Asked  8 Months ago    Answers:  5   Viewed   45 times

First of all, I understand in 90% of applications the performance difference is completely irrelevant, but I just need to know which is the faster construct. That and...

The information currently available on them on the net is confusing. A lot of people say foreach is bad, but technically it should be faster since it's suppose to simplify writing a array traversal using iterators. Iterators, which are again suppose to be faster, but in PHP are also apparently dead slow (or is this not a PHP thing?). I'm talking about the array functions: next() prev() reset() etc. well, if they are even functions and not one of those PHP language features that look like functions.

To narrow this down a little: I'm not interesting in traversing arrays in steps of anything more than 1 (no negative steps either, ie. reverse iteration). I'm also not interested in a traversal to and from arbitrary points, just 0 to length. I also don't see manipulating arrays with more than 1000 keys happening on a regular basis, but I do see a array being traversed multiple times in the logic of a application!
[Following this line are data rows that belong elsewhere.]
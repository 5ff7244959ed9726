//! Domain layer containing business logic and domain types.
//!
//! # Module Organization
//!
//! - `foundation` - Shared domain primitives (IDs, timestamps, errors, state machine)
//! - `credits` - Credit ledger entries and balance arithmetic
//! - `user` - User record, subscription fields and identity-provider profile
//! - `billing` - Webhook verification and processing, plans, credit policy

pub mod billing;
pub mod credits;
pub mod foundation;
pub mod user;
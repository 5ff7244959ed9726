//! User repository port.
//!
//! Writers take the canonical id; resolving a legacy id to the current one
//! is the caller's job. Writers return `false` when no row matched.

use async_trait::async_trait;

use crate::domain::foundation::{DomainError, Timestamp, UserId};
use crate::domain::user::{AuthUserProfile, OwnedTable, SubscriptionUpdate, UserRecord};

#[async_trait]
pub trait UserRepository: Send + Sync {
    /// Find by primary key only.
    async fn find_by_id(&self, id: &UserId) -> Result<Option<UserRecord>, DomainError>;

    /// Find the row that was migrated away from `legacy_id`.
    async fn find_by_legacy_id(&self, legacy_id: &UserId) -> Result<Option<UserRecord>, DomainError>;

    /// Case-insensitive email lookup.
    async fn find_by_email(&self, email: &str) -> Result<Option<UserRecord>, DomainError>;

    /// Inserts a new row.
    ///
    /// # Errors
    ///
    /// - `UserAlreadyExists` if the id is taken
    /// - `DatabaseError` on persistence failure
    async fn insert(&self, user: &UserRecord) -> Result<(), DomainError>;

    /// Refreshes email, name, image and avatar url.
    async fn update_profile(
        &self,
        id: &UserId,
        profile: &AuthUserProfile,
        now: Timestamp,
    ) -> Result<bool, DomainError>;

    /// Writes the present fields of `update` and bumps `updated_at`.
    async fn update_subscription(
        &self,
        id: &UserId,
        update: &SubscriptionUpdate,
        now: Timestamp,
    ) -> Result<bool, DomainError>;

    /// `credits += amount`.
    async fn add_credits(&self, id: &UserId, amount: i64) -> Result<bool, DomainError>;

    /// `credits += amount` and, when given, sets `credits_reset_date`.
    async fn grant_credits_with_reset_date(
        &self,
        id: &UserId,
        amount: i64,
        reset_date: Option<Timestamp>,
    ) -> Result<bool, DomainError>;

    /// Sets `credits_used = new_used` only if it currently equals
    /// `expected_used` (null counts as 0).
    async fn compare_and_set_credits_used(
        &self,
        id: &UserId,
        expected_used: i64,
        new_used: i64,
    ) -> Result<bool, DomainError>;

    async fn delete(&self, id: &UserId) -> Result<bool, DomainError>;

    /// Renames the row `old` to `new`, recording `old` as its legacy id.
    async fn rekey(&self, old: &UserId, new: &UserId, now: Timestamp) -> Result<bool, DomainError>;

    /// Moves rows of a user-owned upload table from `from` to `to`.
    ///
    /// The credit ledger moves through `CreditTransactionRepository`.
    async fn reassign_owned(
        &self,
        table: OwnedTable,
        from: &UserId,
        to: &UserId,
    ) -> Result<u64, DomainError>;
}
//! PostgreSQL adapters - Database implementations for repository ports.
//!
//! - `PostgresUserRepository` - user rows, balances and upload ownership
//! - `PostgresCreditTransactionRepository` - append-only credit ledger
//! - `PostgresWebhookEventRepository` - webhook idempotency ledger

mod credit_transaction_repository;
mod user_repository;
mod webhook_event_repository;

pub use credit_transaction_repository::PostgresCreditTransactionRepository;
pub use user_repository::PostgresUserRepository;
pub use webhook_event_repository::PostgresWebhookEventRepository;
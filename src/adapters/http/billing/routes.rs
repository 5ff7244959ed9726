//! Axum router configuration for billing endpoints.

use axum::{
    routing::{get, post},
    Router,
};

use super::handlers::{
    get_billing_status, get_user_credits, handle_auth_webhook, handle_billing_webhook, health,
    list_credit_transactions, BillingAppState,
};

/// Billing and credit routes, mounted under `/api`.
///
/// # Routes
///
/// ## Webhook Endpoints (no auth, signature verified)
/// - `POST /billing/webhook` - Payment-provider events
/// - `POST /webhooks/auth` - Identity-provider user events
///
/// ## User Endpoints (require `X-User-Id`)
/// - `GET /billing/status` - Paid-access flag
/// - `GET /user/credits` - Credit balance
/// - `GET /credits/transactions` - Ledger page
pub fn api_routes() -> Router<BillingAppState> {
    Router::new()
        .route("/billing/webhook", post(handle_billing_webhook))
        .route("/webhooks/auth", post(handle_auth_webhook))
        .route("/billing/status", get(get_billing_status))
        .route("/user/credits", get(get_user_credits))
        .route("/credits/transactions", get(list_credit_transactions))
}

/// The complete service router: `/api/...` plus `/health`.
pub fn billing_router() -> Router<BillingAppState> {
    Router::new()
        .nest("/api", api_routes())
        .route("/health", get(health))
}

#[cfg(test)]
mod tests {
    use super::*;
    use std::sync::Arc;

    use axum::body::{to_bytes, Body};
    use axum::http::{Request, StatusCode};
    use serde_json::{json, Value};
    use tower::ServiceExt;

    use crate::adapters::http::billing::WebhookVerifiers;
    use crate::adapters::memory::{
        InMemoryCreditTransactionRepository, InMemoryUserRepository, InMemoryWebhookEventRepository,
    };
    use crate::domain::billing::{PlanCatalog, StandardWebhookVerifier};
    use crate::domain::credits::NewCreditTransaction;
    use crate::domain::foundation::{Timestamp, UserId};
    use crate::domain::user::{AuthUserProfile, UserRecord};
    use crate::ports::{CreditTransactionRepository, UserRepository};

    const SECRET: &str = "whsec_dGVzdC1zaWduaW5nLWtleQ==";

    // ════════════════════════════════════════════════════════════════════════════
    // Test Helpers
    // ════════════════════════════════════════════════════════════════════════════

    struct Harness {
        users: Arc<InMemoryUserRepository>,
        ledger: Arc<InMemoryCreditTransactionRepository>,
        verifier: Arc<StandardWebhookVerifier>,
        router: Router,
    }

    fn harness(configured: bool) -> Harness {
        let users = Arc::new(InMemoryUserRepository::new());
        let ledger = Arc::new(InMemoryCreditTransactionRepository::new());
        let verifier = Arc::new(StandardWebhookVerifier::from_secret(SECRET).unwrap());
        let verifiers = if configured {
            WebhookVerifiers {
                billing: Some(verifier.clone()),
                auth: Some(verifier.clone()),
            }
        } else {
            WebhookVerifiers::default()
        };

        let state = BillingAppState::new(
            users.clone(),
            ledger.clone(),
            Arc::new(InMemoryWebhookEventRepository::new()),
            Arc::new(PlanCatalog::default()),
            verifiers,
            100,
        );

        Harness {
            users,
            ledger,
            verifier,
            router: billing_router().with_state(state),
        }
    }

    async fn seed_user(users: &InMemoryUserRepository, id: &str, credits: i64, used: i64) {
        let profile = AuthUserProfile {
            id: UserId::new(id).unwrap(),
            email: Some(format!("{}@example.com", id)),
            name: None,
            image_url: None,
        };
        let mut record = UserRecord::first_login(&profile, credits, Timestamp::now());
        record.credits_used = Some(used);
        users.insert(&record).await.unwrap();
    }

    fn signed_post(
        verifier: &StandardWebhookVerifier,
        uri: &str,
        prefix: &str,
        id: &str,
        body: &Value,
    ) -> Request<Body> {
        let payload = body.to_string();
        let ts = chrono::Utc::now().timestamp();
        let signature = verifier.sign(id, ts, payload.as_bytes()).unwrap();

        Request::builder()
            .method("POST")
            .uri(uri)
            .header(format!("{}-id", prefix), id)
            .header(format!("{}-timestamp", prefix), ts.to_string())
            .header(format!("{}-signature", prefix), signature)
            .header("content-type", "application/json")
            .body(Body::from(payload))
            .unwrap()
    }

    fn get_as(uri: &str, user_id: Option<&str>) -> Request<Body> {
        let mut builder = Request::builder().uri(uri);
        if let Some(id) = user_id {
            builder = builder.header("X-User-Id", id);
        }
        builder.body(Body::empty()).unwrap()
    }

    async fn send(router: &Router, request: Request<Body>) -> (StatusCode, Value) {
        let response = router.clone().oneshot(request).await.unwrap();
        let status = response.status();
        let bytes = to_bytes(response.into_body(), usize::MAX).await.unwrap();
        let body = serde_json::from_slice(&bytes).unwrap_or(Value::Null);
        (status, body)
    }

    // ════════════════════════════════════════════════════════════════════════════
    // Billing Webhook
    // ════════════════════════════════════════════════════════════════════════════

    #[tokio::test]
    async fn billing_webhook_unconfigured_returns_500() {
        let h = harness(false);
        let request = signed_post(
            &h.verifier,
            "/api/billing/webhook",
            "webhook",
            "msg_1",
            &json!({"type": "order.paid", "data": {}}),
        );

        let (status, body) = send(&h.router, request).await;

        assert_eq!(status, StatusCode::INTERNAL_SERVER_ERROR);
        assert_eq!(body, json!({"error": "Webhook not configured"}));
    }

    #[tokio::test]
    async fn billing_webhook_missing_headers_returns_400() {
        let h = harness(true);
        let request = Request::builder()
            .method("POST")
            .uri("/api/billing/webhook")
            .body(Body::from("{}"))
            .unwrap();

        let (status, body) = send(&h.router, request).await;

        assert_eq!(status, StatusCode::BAD_REQUEST);
        assert_eq!(body, json!({"error": "Missing webhook headers"}));
    }

    #[tokio::test]
    async fn billing_webhook_duplicate_is_flagged() {
        let h = harness(true);
        seed_user(&h.users, "user_1", 0, 0).await;
        let event = json!({
            "type": "order.paid",
            "data": {
                "id": "ord_1",
                "billing_reason": "subscription_create",
                "customer": {"external_id": "user_1"},
                "product_id": "4afac01f-6437-41b6-9255-87114906fd4e"
            }
        });

        let (first_status, first) = send(
            &h.router,
            signed_post(&h.verifier, "/api/billing/webhook", "webhook", "msg_1", &event),
        )
        .await;
        let (second_status, second) = send(
            &h.router,
            signed_post(&h.verifier, "/api/billing/webhook", "webhook", "msg_1", &event),
        )
        .await;

        assert_eq!(first_status, StatusCode::OK);
        assert_eq!(first, json!({"ok": true}));
        assert_eq!(second_status, StatusCode::OK);
        assert_eq!(second, json!({"ok": true, "duplicate": true, "status": "processed"}));
        assert_eq!(h.ledger.len().await, 1);
    }

    // ════════════════════════════════════════════════════════════════════════════
    // Auth Webhook
    // ════════════════════════════════════════════════════════════════════════════

    #[tokio::test]
    async fn auth_webhook_syncs_user() {
        let h = harness(true);
        let event = json!({
            "type": "user.created",
            "data": {
                "id": "user_new",
                "email_addresses": [{"id": "e1", "email_address": "new@example.com"}],
                "primary_email_address_id": "e1",
                "first_name": "Ada",
                "last_name": null,
                "image_url": ""
            }
        });

        let (status, body) = send(
            &h.router,
            signed_post(&h.verifier, "/api/webhooks/auth", "svix", "msg_a", &event),
        )
        .await;

        assert_eq!(status, StatusCode::OK);
        assert_eq!(body, json!({"message": "User synced successfully"}));
        let stored = h
            .users
            .find_by_id(&UserId::new("user_new").unwrap())
            .await
            .unwrap()
            .unwrap();
        assert_eq!(stored.credits, Some(100));
    }

    #[tokio::test]
    async fn auth_webhook_other_event_is_empty_object() {
        let h = harness(true);
        let event = json!({"type": "session.created", "data": {}});

        let (status, body) = send(
            &h.router,
            signed_post(&h.verifier, "/api/webhooks/auth", "svix", "msg_b", &event),
        )
        .await;

        assert_eq!(status, StatusCode::OK);
        assert_eq!(body, json!({}));
    }

    // ════════════════════════════════════════════════════════════════════════════
    // Account Endpoints
    // ════════════════════════════════════════════════════════════════════════════

    #[tokio::test]
    async fn account_endpoints_require_user_header() {
        let h = harness(true);

        let (status, body) = send(&h.router, get_as("/api/user/credits", None)).await;

        assert_eq!(status, StatusCode::UNAUTHORIZED);
        assert_eq!(body, json!({"error": "Authentication required"}));
    }

    #[tokio::test]
    async fn credits_summary_for_known_user() {
        let h = harness(true);
        seed_user(&h.users, "user_1", 200, 50).await;

        let (status, body) = send(&h.router, get_as("/api/user/credits", Some("user_1"))).await;

        assert_eq!(status, StatusCode::OK);
        assert_eq!(body["success"], json!(true));
        assert_eq!(body["data"]["total"], json!(200));
        assert_eq!(body["data"]["used"], json!(50));
        assert_eq!(body["data"]["remaining"], json!(150));
        assert_eq!(body["data"]["percentage"], json!(75));
        assert_eq!(body["data"]["subscriptionTier"], json!("free"));
    }

    #[tokio::test]
    async fn credits_summary_tops_up_yearly_subscriber() {
        let h = harness(true);
        let now = Timestamp::now();
        let profile = AuthUserProfile {
            id: UserId::new("user_1").unwrap(),
            email: None,
            name: None,
            image_url: None,
        };
        let mut record = UserRecord::first_login(&profile, 0, now);
        record.subscription_tier = Some("Agency".to_string());
        record.subscription_status = Some("active".to_string());
        record.current_period_start = Some(now.minus_days(10));
        record.current_period_end = Some(now.add_days(355));
        record.credits_reset_date = Some(now.minus_days(10));
        h.users.insert(&record).await.unwrap();

        let (status, body) = send(&h.router, get_as("/api/user/credits", Some("user_1"))).await;

        assert_eq!(status, StatusCode::OK);
        assert_eq!(body["data"]["total"], json!(5000));
        assert_eq!(h.ledger.len().await, 1);
    }

    #[tokio::test]
    async fn credits_summary_unknown_user_is_404() {
        let h = harness(true);

        let (status, body) = send(&h.router, get_as("/api/user/credits", Some("ghost"))).await;

        assert_eq!(status, StatusCode::NOT_FOUND);
        assert_eq!(body, json!({"error": "User not found"}));
    }

    #[tokio::test]
    async fn billing_status_reflects_tier() {
        let h = harness(true);
        seed_user(&h.users, "user_1", 0, 0).await;

        let (status, body) = send(&h.router, get_as("/api/billing/status", Some("user_1"))).await;

        assert_eq!(status, StatusCode::OK);
        assert_eq!(body, json!({"hasActiveSubscription": false}));
    }

    #[tokio::test]
    async fn transactions_are_filtered_and_paginated() {
        let h = harness(true);
        let user = UserId::new("user_1").unwrap();
        seed_user(&h.users, "user_1", 100, 0).await;
        h.ledger
            .record(NewCreditTransaction::grant(user.clone(), 100, "welcome_bonus"))
            .await
            .unwrap();
        h.ledger
            .record(NewCreditTransaction::consume(user.clone(), 5, "image"))
            .await
            .unwrap();

        let (status, body) = send(
            &h.router,
            get_as("/api/credits/transactions?type=consume&limit=10", Some("user_1")),
        )
        .await;

        assert_eq!(status, StatusCode::OK);
        assert_eq!(body["pagination"], json!({"limit": 10, "offset": 0, "count": 1}));
        assert_eq!(body["data"][0]["type"], json!("consume"));
        assert_eq!(body["data"][0]["amount"], json!(-5));
    }

    #[tokio::test]
    async fn transactions_unknown_type_is_400() {
        let h = harness(true);

        let (status, _) = send(
            &h.router,
            get_as("/api/credits/transactions?type=bonus", Some("user_1")),
        )
        .await;

        assert_eq!(status, StatusCode::BAD_REQUEST);
    }

    #[tokio::test]
    async fn health_is_ok() {
        let h = harness(false);
        let response = h
            .router
            .clone()
            .oneshot(get_as("/health", None))
            .await
            .unwrap();

        assert_eq!(response.status(), StatusCode::OK);
        let bytes = to_bytes(response.into_body(), usize::MAX).await.unwrap();
        assert_eq!(&bytes[..], b"ok");
    }
}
Also as for operations, largely only string manipulation and echo'ing.

Here are few reference sites:
http://www.phpbench.com/
http://www.php.lt/benchmark/phpbench.php

What I hear everywhere:

  • foreach is slow, and thus for/while is faster
  • PHPs foreach copies the array it iterates over; to make it faster you need to use references
  • code like this: $key = array_keys($aHash); $size = sizeOf($key);
    for ($i=0; $i < $size; $i++)
    is faster than a foreach

Here's my problem. I wrote this test script: http://pastebin.com/1ZgK07US and no matter how many times I run the script, I get something like this:

foreach 1.1438131332397
foreach (using reference) 1.2919359207153
for 1.4262869358063
foreach (hash table) 1.5696921348572
for (hash table) 2.4778981208801

In short:

  • foreach is faster than foreach with reference
  • foreach is faster than for
  • foreach is faster than for for a hash table

Can someone explain?

  1. Am I doing something wrong?
  2. Is PHP foreach reference thing really making a difference? I mean why would it not copy it if you pass by reference?
  3. What's the equivalent iterator code for the foreach statement; I've seen a few on the net but each time I test them the timing is way off; I've also tested a few simple iterator constructs but never seem to get even decent results -- are the array iterators in PHP just awful?
  4. Are there faster ways/methods/constructs to iterate though a array other than FOR/FOREACH (and WHILE)?

PHP Version 5.3.0


Edit: Answer With help from people here I was able to piece together the answers to all question. I'll summarize them here:
  1. "Am I doing something wrong?" The consensus seems to be: yes, I can't use echo in benchmarks. Personally, I still don't see how echo is some function with random time of execution or how any other function is somehow any different -- that and the ability of that script to just generate the exact same results of foreach better than everything is hard to explain though just "you're using echo" (well what should I have been using). However, I concede the test should be done with something better; though a ideal compromise does not come to mind.
  2. "Is PHP foreach reference thing really making a difference? I mean why would it not copy it if you pass by reference?" ircmaxell shows that yes it is, further testing seems to prove in most cases reference should be faster -- though given my above snippet of code, most definitely doesn't mean all. I accept the issue is probably too non-intuitive to bother with at such a level and would require something extreme such as decompiling to actually determine which is better for each situation.
  3. "What's the equivalent iterator code for the foreach statement; I've seen a few on the net but each time I test them the timing is way off; I've also tested a few simple iterator constructs but never seem to get even decent results -- are the array iterators in PHP just awful?" ircmaxell provided the answer bellow; though the code might only be valid for PHP version >= 5
  4. "Are there faster ways/methods/constructs to iterate though a array other than FOR/FOREACH (and WHILE)?" Thanks go to Gordon for the answer. Using new data types in PHP5 should give either a performance boost or memory boost (either of which might be desirable depending on your situation). While speed wise a lot of the new types of array don't seem to be better than array(), the splpriorityqueue and splobjectstorage do seem to be substantially faster. Link provided by Gordon: http://matthewturland.com/2010/05/20/new-spl-features-in-php-5-3/

Thank you everyone who tried to help.

I'll likely stick to foreach (the non-reference version) for any simple traversal.

 Answers

96

My personal opinion is to use what makes sense in the context. Personally I almost never use for for array traversal. I use it for other types of iteration, but foreach is just too easy... The time difference is going to be minimal in most cases.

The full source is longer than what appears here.